About Black Turfgrass Ataenius
Black Turfgrass Ataenius (Ataenius spretulus) is one of the smallest turfgrass-damaging scarab beetles in North America — adults are only about three-sixteenths of an inch long, shiny black, and easily missed during a standard lawn inspection. Most homeowners who see them assume they're just a harmless soil beetle. The larvae are also white grubs, but far smaller than Japanese beetle or June bug grubs: roughly a quarter inch at maturity. What distinguishes this species from most other turf scarabs is the potential for two generations per year in the mid-South, which means root damage can occur in both late spring and late summer rather than just the typical mid-to-late summer window.
Adults overwinter in leaf litter and woodland edges, becoming active in early spring when soil temperatures rise. The first generation lays eggs in April and May; larvae feed on roots through late spring and into early summer. A second flight occurs in midsummer, producing a second generation of root-feeding grubs that damage turf in late summer. Because the larvae are small, individual feeding impact per grub is lower than for Japanese beetle grubs, but population densities can be high — particularly on well-maintained, frequently irrigated turf — and at sufficient numbers the combined root feeding is significant. Thinning, yellowing turf in late spring that doesn't match a disease or drought pattern is one cue to dig and look for this species specifically.

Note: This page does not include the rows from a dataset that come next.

//! Integration tests for the `kkmop` binary.
//!
//! Every invocation runs against the bundled emulator with its own config,
//! device registry and log directory, so tests never touch real hardware or
//! the user's data directory.
#![allow(clippy::unwrap_used)]

use std::path::{Path, PathBuf};

use assert_cmd::cargo::cargo_bin_cmd;
use predicates::prelude::*;
use serde_json::Value;
use tempfile::TempDir;

const SERIAL: &str = "00106700000001";

// ── Helpers ─────────────────────────────────────────────────────────

struct Env {
    dir: TempDir,
}

impl Env {
    fn new() -> Self {
        let dir = TempDir::new().unwrap();
        let config = serde_json::json!({
            "dbDirectory": dir.path().join("db"),
            "cliOperator": { "name": "Night Shift" },
        });
        std::fs::write(dir.path().join("config.json"), config.to_string()).unwrap();
        Self { dir }
    }

    fn db(&self) -> PathBuf {
        self.dir.path().join("db")
    }

    fn config_path(&self) -> PathBuf {
        self.dir.path().join("config.json")
    }

    fn cmd(&self) -> assert_cmd::Command {
        let mut cmd = cargo_bin_cmd!("kkmop");
        cmd.env("KKM_CONFIG", self.config_path())
            .env("KKM_LOG_DIR", self.dir.path().join("logs"))
            .env_remove("KKM_EMULATE_SERIAL")
            .env_remove("RUST_LOG");
        cmd
    }

    fn learned(self) -> Self {
        self.cmd().args(["learn", "com,3"]).assert().success();
        self
    }
}

fn answer(output: &std::process::Output) -> Value {
    serde_json::from_slice(&output.stdout).unwrap()
}

fn descriptor_file(db: &Path) -> PathBuf {
    db.join(format!("{SERIAL}.json"))
}

const SALE: &str = r#"{
    "operator": { "name": "Jane Cashier" },
    "items": [{ "title": "Tea", "price": 150, "quantity": 2, "tax": "vat20" }],
    "payment": { "type": "cash", "sum": "auto" }
}"#;

// ── Basic invocation ────────────────────────────────────────────────

#[test]
fn test_no_args_shows_help() {
    let env = Env::new();
    let output = env.cmd().output().unwrap();
    assert_eq!(output.status.code(), Some(2));
    let stderr = String::from_utf8_lossy(&output.stderr);
    assert!(stderr.contains("Usage"), "Expected 'Usage' in:\n{stderr}");
}

#[test]
fn test_help_lists_commands() {
    Env::new().cmd().arg("--help").assert().success().stdout(
        predicate::str::contains("receipts")
            .and(predicate::str::contains("learn"))
            .and(predicate::str::contains("close-shift"))
            .and(predicate::str::contains("full-status")),
    );
}

#[test]
fn test_version_reports_build_info() {
    let output = Env::new().cmd().arg("version").output().unwrap();
    assert!(output.status.success());
    let json = answer(&output);
    assert_eq!(json["success"], true);
    assert_eq!(json["name"], "kkm-gateway");
    assert!(json["gitSha"].is_string());
}

#[test]
fn test_show_config_uses_config_file() {
    let env = Env::new();
    let output = env.cmd().arg("show-config").output().unwrap();
    assert!(output.status.success());
    let json = answer(&output);
    assert_eq!(json["config"]["cliOperator"]["name"], "Night Shift");
    assert_eq!(json["config"]["driver"], "emulator");
    assert_eq!(
        json["config"]["dbDirectory"].as_str().map(PathBuf::from),
        Some(env.db())
    );
}

#[test]
fn test_unreadable_config_fails_with_json() {
    let env = Env::new();
    env.cmd()
        .args(["--config", "/nonexistent/kkm.json", "show-config"])
        .assert()
        .failure()
        .stdout(predicate::str::contains("Failed to load config"));
}

// ── Learning ────────────────────────────────────────────────────────

#[test]
fn test_learn_saves_descriptor() {
    let env = Env::new();
    let output = env.cmd().args(["learn", "com,3"]).output().unwrap();
    assert!(output.status.success());
    let json = answer(&output);
    assert_eq!(json["status"]["serialNumber"], SERIAL);
    assert!(descriptor_file(&env.db()).is_file());
}

#[test]
fn test_learn_reports_bad_descriptor() {
    let env = Env::new();
    let output = env
        .cmd()
        .args(["learn", "com,3", "bogus"])
        .output()
        .unwrap();
    assert_eq!(output.status.code(), Some(1));
    let json = answer(&output);
    assert_eq!(json["success"], false);
    assert_eq!(json["message"], "Invalid connection parameters");
    assert!(descriptor_file(&env.db()).is_file());
}

// ── Device commands ─────────────────────────────────────────────────

#[test]
fn test_unknown_serial_fails() {
    Env::new()
        .cmd()
        .args(["base-status", "00000000000000"])
        .assert()
        .code(1)
        .stdout(predicate::str::contains("not found"));
}

#[test]
fn test_status_after_learn() {
    let env = Env::new().learned();
    let output = env.cmd().args(["status", SERIAL]).output().unwrap();
    assert!(output.status.success());
    let json = answer(&output);
    assert!(json["shiftState"].is_object());
    assert!(json["cashStat"].is_object());
    assert!(json.get("fwVersions").is_none());
}

#[test]
fn test_other_emulated_serial_is_rejected() {
    let env = Env::new().learned();
    env.cmd()
        .args(["--emulate-serial", "00106700000002", "base-status", SERIAL])
        .assert()
        .failure()
        .stdout(predicate::str::contains("expected SN: 00106700000001"));
}

#[test]
fn test_sell_from_argument_and_stdin() {
    let env = Env::new().learned();
    env.cmd()
        .args(["sell", SERIAL, SALE])
        .assert()
        .success()
        .stdout(predicate::str::contains("\"success\": true"));
    env.cmd()
        .args(["sell-return", SERIAL, "-"])
        .write_stdin(SALE)
        .assert()
        .success();
}

#[test]
fn test_invalid_payload_is_rejected() {
    let env = Env::new().learned();
    env.cmd()
        .args(["sell", SERIAL, "{not json"])
        .assert()
        .failure()
        .stdout(predicate::str::contains("Payload is not valid JSON"));
    env.cmd()
        .args(["sell", SERIAL, r#"{ "operator": { "name": "Jane" }, "items": [] }"#])
        .assert()
        .failure();
}

#[test]
fn test_cash_out_of_empty_drawer_fails() {
    let env = Env::new().learned();
    let payload = r#"{ "operator": { "name": "Jane Cashier" }, "cashSum": 100 }"#;
    env.cmd()
        .args(["cash-out", SERIAL, payload])
        .assert()
        .code(1)
        .stdout(predicate::str::contains("Not enough cash in drawer"));
    env.cmd().args(["cash-in", SERIAL, payload]).assert().success();
}

#[test]
fn test_shift_commands() {
    let env = Env::new().learned();
    for command in ["report-x", "close-shift", "report-z", "reset-state", "demo-print"] {
        env.cmd()
            .args([command, SERIAL])
            .assert()
            .success();
    }
}

#[test]
fn test_print_document() {
    let env = Env::new().learned();
    let doc = r#"{ "document": [{ "content": "Thank you", "center": true }] }"#;
    env.cmd().args(["print-doc", SERIAL, doc]).assert().success();
    env.cmd()
        .args(["print-doc", SERIAL, "{}"])
        .assert()
        .failure()
        .stdout(predicate::str::contains("Required valid property 'document'"));
}

#[test]
fn test_logs_go_to_log_dir() {
    let env = Env::new();
    env.cmd().arg("show-config").assert().success();
    let logs = env.dir.path().join("logs");
    let entries: Vec<_> = std::fs::read_dir(&logs).unwrap().flatten().collect();
    assert!(!entries.is_empty());
}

In my service area from Columbia to Nolensville, black turfgrass ataenius is not the white grub species I encounter most frequently on residential fescue lawns. It tends to be more associated with intensively managed turf like golf course fairways and sports fields where irrigation and close mowing create favorable habitat. But it can and does show up in residential yards, particularly those that back up to wooded areas providing adult overwintering habitat.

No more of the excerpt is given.